Uvalde Mayor Don McLaughlin told Texas Public Radio that the train had been sitting on the tracks for about three hours. He said, "911 got a call – don't know if it was from a family member or one of the migrants who were locked in the shipping container."
"There were more people than we had ambulances [currently] available in Uvalde," he added. "We called them in from everywhere – Kerrville, San Antonio, Hondo, and locally in Uvalde."
Union Pacific railroad and Department of Homeland Security are investigating the incident.
This isn’t the first time foreign nationals have been found hiding inside of train cars to be smuggled into the U.S. It’s a common practice – Border Patrol agents are regularly positioned along the railroad tracks that run parallel to Highway 90, The Center Square has observed. The tracks pass through multiple counties along the border. With the national news increasingly reporting on smuggling events, this incident received greater publicity than previous apprehensions involving rail cars.
Border Patrol agents and sheriff’s deputies regularly apprehend human smugglers in the southwest border counties of Uvalde, Kinney, and Val Verde. Smugglers use railroad cars to transport people; coyotes follow train tracks, pipelines and power lines as they bring groups of foreign nationals north to bypass law enforcement and Border Patrol checkpoints.
Those being smuggled are considered gotaways by Border Patrol agents and law enforcement. They don’t enter at ports of entry making asylum or other immigration-related claims.
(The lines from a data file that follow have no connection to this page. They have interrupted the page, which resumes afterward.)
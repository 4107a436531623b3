use serde::{Deserialize, Serialize};
use std::fs;
use std::path::{Path, PathBuf};
use std::time::Duration;
use thiserror::Error;

#[derive(Debug, Clone, Deserialize, Serialize)]
pub struct Config {
    pub bot_identity: String,
    #[serde(default = "default_cpu_sample_window")]
    pub cpu_sample_window: String,
    #[serde(default)]
    pub fonts: FontsConfig,
    #[serde(default)]
    pub report: ReportConfig,
    #[serde(default)]
    pub app: AppConfig,
}

#[derive(Debug, Clone, Deserialize, Serialize)]
pub struct FontsConfig {
    #[serde(default = "default_font_candidates")]
    pub candidates: Vec<PathBuf>,
    #[serde(default = "default_title_size")]
    pub title_size: f32,
    #[serde(default = "default_body_size")]
    pub body_size: f32,
    #[serde(default = "default_small_size")]
    pub small_size: f32,
}

#[derive(Debug, Clone, Deserialize, Serialize)]
pub struct ReportConfig {
    #[serde(default = "default_title")]
    pub title: String,
    #[serde(default = "default_footer")]
    pub footer: String,
    #[serde(default = "default_accent_color")]
    pub accent_color: String,
}

#[derive(Debug, Clone, Deserialize, Serialize)]
pub struct AppConfig {
    #[serde(default = "default_runtime_version")]
    pub runtime_version: String,
    #[serde(default)]
    pub components: Vec<String>,
    #[serde(default)]
    pub message_log: Option<PathBuf>,
}

impl Default for FontsConfig {
    fn default() -> Self {
        Self {
            candidates: default_font_candidates(),
            title_size: default_title_size(),
            body_size: default_body_size(),
            small_size: default_small_size(),
        }
    }
}

impl Default for ReportConfig {
    fn default() -> Self {
        Self {
            title: default_title(),
            footer: default_footer(),
            accent_color: default_accent_color(),
        }
    }
}

impl Default for AppConfig {
    fn default() -> Self {
        Self {
            runtime_version: default_runtime_version(),
            components: Vec::new(),
            message_log: None,
        }
    }
}

#[derive(Debug, Error)]
pub enum ConfigError {
    #[error("не удалось прочитать файл конфигурации {path}: {source}")]
    Read {
        path: String,
        source: std::io::Error,
    },
    #[error("не удалось разобрать YAML в {path}: {source}")]
    Parse {
        path: String,
        source: serde_yaml::Error,
    },
    #[error("ошибка валидации конфигурации: {0}")]
    Validation(String),
}

impl Config {
    pub fn new(bot_identity: impl Into<String>) -> Self {
        Self {
            bot_identity: bot_identity.into(),
            cpu_sample_window: default_cpu_sample_window(),
            fonts: FontsConfig::default(),
            report: ReportConfig::default(),
            app: AppConfig::default(),
        }
    }

    pub fn load_from_file(path: impl AsRef<Path>) -> Result<Self, ConfigError> {
        let path_ref = path.as_ref();
        let path_display = path_ref.display().to_string();
        let text = fs::read_to_string(path_ref).map_err(|source| ConfigError::Read {
            path: path_display.clone(),
            source,
        })?;

        let cfg: Config = serde_yaml::from_str(&text).map_err(|source| ConfigError::Parse {
            path: path_display,
            source,
        })?;

        cfg.validate()?;
        Ok(cfg)
    }

    pub fn validate(&self) -> Result<(), ConfigError> {
        if self.bot_identity.trim().is_empty() {
            return Err(ConfigError::Validation(
                "поле bot_identity обязательно".to_string(),
            ));
        }

        let window = self.cpu_sample_window()?;
        if window < Duration::from_millis(100) || window > Duration::from_secs(10) {
            return Err(ConfigError::Validation(
                "cpu_sample_window должно быть в диапазоне 100ms..10s".to_string(),
            ));
        }

        validate_fonts(&self.fonts)?;
        validate_report(&self.report)?;

        Ok(())
    }

    pub fn cpu_sample_window(&self) -> Result<Duration, ConfigError> {
        humantime::parse_duration(self.cpu_sample_window.trim()).map_err(|err| {
            ConfigError::Validation(format!(
                "cpu_sample_window '{}' не является длительностью: {err}",
                self.cpu_sample_window
            ))
        })
    }

    pub fn example_yaml() -> &'static str {
        include_str!("../config.yaml.example")
    }
}

impl ReportConfig {
    pub fn accent_rgb(&self) -> Result<[u8; 3], ConfigError> {
        parse_hex_color(&self.accent_color).ok_or_else(|| {
            ConfigError::Validation(format!(
                "report.accent_color '{}' должен быть в формате #RRGGBB",
                self.accent_color
            ))
        })
    }
}

fn validate_fonts(cfg: &FontsConfig) -> Result<(), ConfigError> {
    for (name, size) in [
        ("title_size", cfg.title_size),
        ("body_size", cfg.body_size),
        ("small_size", cfg.small_size),
    ] {
        if !size.is_finite() || size <= 0.0 {
            return Err(ConfigError::Validation(format!(
                "fonts.{name} должно быть > 0"
            )));
        }
    }
    Ok(())
}

fn validate_report(cfg: &ReportConfig) -> Result<(), ConfigError> {
    if cfg.title.trim().is_empty() {
        return Err(ConfigError::Validation(
            "report.title не должен быть пустым".to_string(),
        ));
    }
    cfg.accent_rgb()?;
    Ok(())
}

fn parse_hex_color(input: &str) -> Option<[u8; 3]> {
    let hex = input.trim().strip_prefix('#')?;
    if hex.len() != 6 || !hex.chars().all(|c| c.is_ascii_hexdigit()) {
        return None;
    }
    let channel = |i: usize| u8::from_str_radix(&hex[i..i + 2], 16).ok();
    Some([channel(0)?, channel(2)?, channel(4)?])
}

fn default_cpu_sample_window() -> String {
    "1s".to_string()
}

fn default_font_candidates() -> Vec<PathBuf> {
    [
        "msyh.ttc",
        "C:/Windows/Fonts/msyh.ttc",
        "/usr/share/fonts/opentype/noto/NotoSansCJK-Regular.ttc",
        "/usr/share/fonts/noto-cjk/NotoSansCJK-Regular.ttc",
        "/usr/share/fonts/google-noto-cjk/NotoSansCJK-Regular.ttc",
        "/System/Library/Fonts/PingFang.ttc",
    ]
    .into_iter()
    .map(PathBuf::from)
    .collect()
}

const fn default_title_size() -> f32 {
    32.0
}

const fn default_body_size() -> f32 {
    18.0
}

const fn default_small_size() -> f32 {
    15.0
}

fn default_title() -> String {
    "墨狐-Bot 状态".to_string()
}

fn default_footer() -> String {
    "由 墨狐工作室 提供支持".to_string()
}

fn default_accent_color() -> String {
    "#367BF0".to_string()
}

fn default_runtime_version() -> String {
    format!("bot-status {}", env!("CARGO_PKG_VERSION"))
}

#[cfg(test)]
mod tests {
    use super::*;
    use std::io::Write;

    #[test]
    fn example_config_is_valid() {
        let cfg: Config = serde_yaml::from_str(Config::example_yaml()).expect("разбор примера");
        cfg.validate().expect("пример конфигурации должен быть валидным");
        assert_eq!(cfg.cpu_sample_window().unwrap(), Duration::from_secs(1));
    }

    #[test]
    fn defaults_fill_missing_sections() {
        let cfg: Config = serde_yaml::from_str("bot_identity: \"10001\"\n").unwrap();
        cfg.validate().unwrap();
        assert_eq!(cfg.fonts.title_size, 32.0);
        assert_eq!(cfg.fonts.body_size, 18.0);
        assert_eq!(cfg.fonts.small_size, 15.0);
        assert_eq!(cfg.report.accent_rgb().unwrap(), [54, 123, 240]);
        assert!(cfg.app.message_log.is_none());
    }

    #[test]
    fn rejects_empty_bot_identity() {
        let cfg = Config::new("  ");
        assert!(matches!(cfg.validate(), Err(ConfigError::Validation(_))));
    }

    #[test]
    fn rejects_bad_sample_window() {
        let mut cfg = Config::new("10001");
        cfg.cpu_sample_window = "soon".to_string();
        assert!(matches!(cfg.validate(), Err(ConfigError::Validation(_))));

        cfg.cpu_sample_window = "30s".to_string();
        assert!(matches!(cfg.validate(), Err(ConfigError::Validation(_))));

        cfg.cpu_sample_window = "500ms".to_string();
        cfg.validate().unwrap();
    }

    #[test]
    fn rejects_bad_accent_color() {
        let mut cfg = Config::new("10001");
        cfg.report.accent_color = "blue".to_string();
        assert!(matches!(cfg.validate(), Err(ConfigError::Validation(_))));

        cfg.report.accent_color = "#12345G".to_string();
        assert!(matches!(cfg.validate(), Err(ConfigError::Validation(_))));
    }

    #[test]
    fn rejects_non_positive_font_size() {
        let mut cfg = Config::new("10001");
        cfg.fonts.body_size = 0.0;
        assert!(matches!(cfg.validate(), Err(ConfigError::Validation(_))));
    }

    #[test]
    fn load_from_file_reports_parse_errors() {
        let mut file = tempfile::NamedTempFile::new().unwrap();
        writeln!(file, "bot_identity: [unterminated").unwrap();
        let err = Config::load_from_file(file.path()).unwrap_err();
        assert!(matches!(err, ConfigError::Parse { .. }));

        let missing = Config::load_from_file("/definitely/not/here.yaml").unwrap_err();
        assert!(matches!(missing, ConfigError::Read { .. }));
    }

    #[test]
    fn load_from_file_reads_app_section() {
        let mut file = tempfile::NamedTempFile::new().unwrap();
        writeln!(
            file,
            "bot_identity: \"42\"\napp:\n  runtime_version: \"3.11.4\"\n  components: [a, b, c]\n  message_log: /tmp/messages.jsonl"
        )
        .unwrap();
        let cfg = Config::load_from_file(file.path()).expect("загрузка конфигурации");
        assert_eq!(cfg.app.runtime_version, "3.11.4");
        assert_eq!(cfg.app.components.len(), 3);
        assert_eq!(
            cfg.app.message_log.as_deref(),
            Some(Path::new("/tmp/messages.jsonl"))
        );
    }
}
They intentionally seek to evade capture by law enforcement after they’ve entered the country illegally between ports of entry.
They’re given burner phones with GPS and map apps to know where to go on pre-planned routes near county roads, Highway 90 and I-10, law enforcement officers have explained. Cartel and gang operatives use social media to advertise and solicit drivers from major cities in Texas and other states to drive to certain locations along the border to transport illegal foreign nationals north. Depending on the amount being paid per person, drivers can make several thousand dollars a carload. If caught, the smugglers face being charged with multiple felony counts of human smuggling and several years in prison.
DHS Secretary Alejandro Mayorkas in a tweet thanked Border Patrol agents and HSI agents who responded to the incident. He also said DHS would “work with the Uvalde County Sheriff’s Office to hold those responsible. Smugglers are callous and only care about making a profit.”
But the National Border Patrol Council, the union representing Border Patrol agents, has blamed Mayorkas and Biden administration policies for creating the cartel-driven smuggling crisis at the border.
Days before the railroad incident, the NBPC tweeted, “Biden's border remains the most out-of-control, lawless disaster zone it's ever been. Yet radical leftists still defend him as he routinely torpedoes one all-time record after another. Why? Because they love this complete dismantling of the rule of law. It's a win for them.”
Human smuggling is a daily occurrence in Texas stemming from the southern border. Texas law enforcement officers have apprehended nearly 360,000 illegal foreign nationals and made over 26,000 criminal arrests, with more than 23,000 felony charges reported since Gov. Greg Abbott launched the state’s border security mission through Operation Lone Star in March 2021. OLS officers have also seized over 373 million lethal doses of fentanyl, more than enough to kill everyone in the United States.
“Operation Lone Star continues to fill the dangerous gaps left by the Biden Administration's refusal to secure the border,” Gov. Greg Abbott has said. “Every individual who is apprehended or arrested and every ounce of drugs seized would have otherwise made their way into communities across Texas and the nation due to President [Joe] Biden's open border policies.”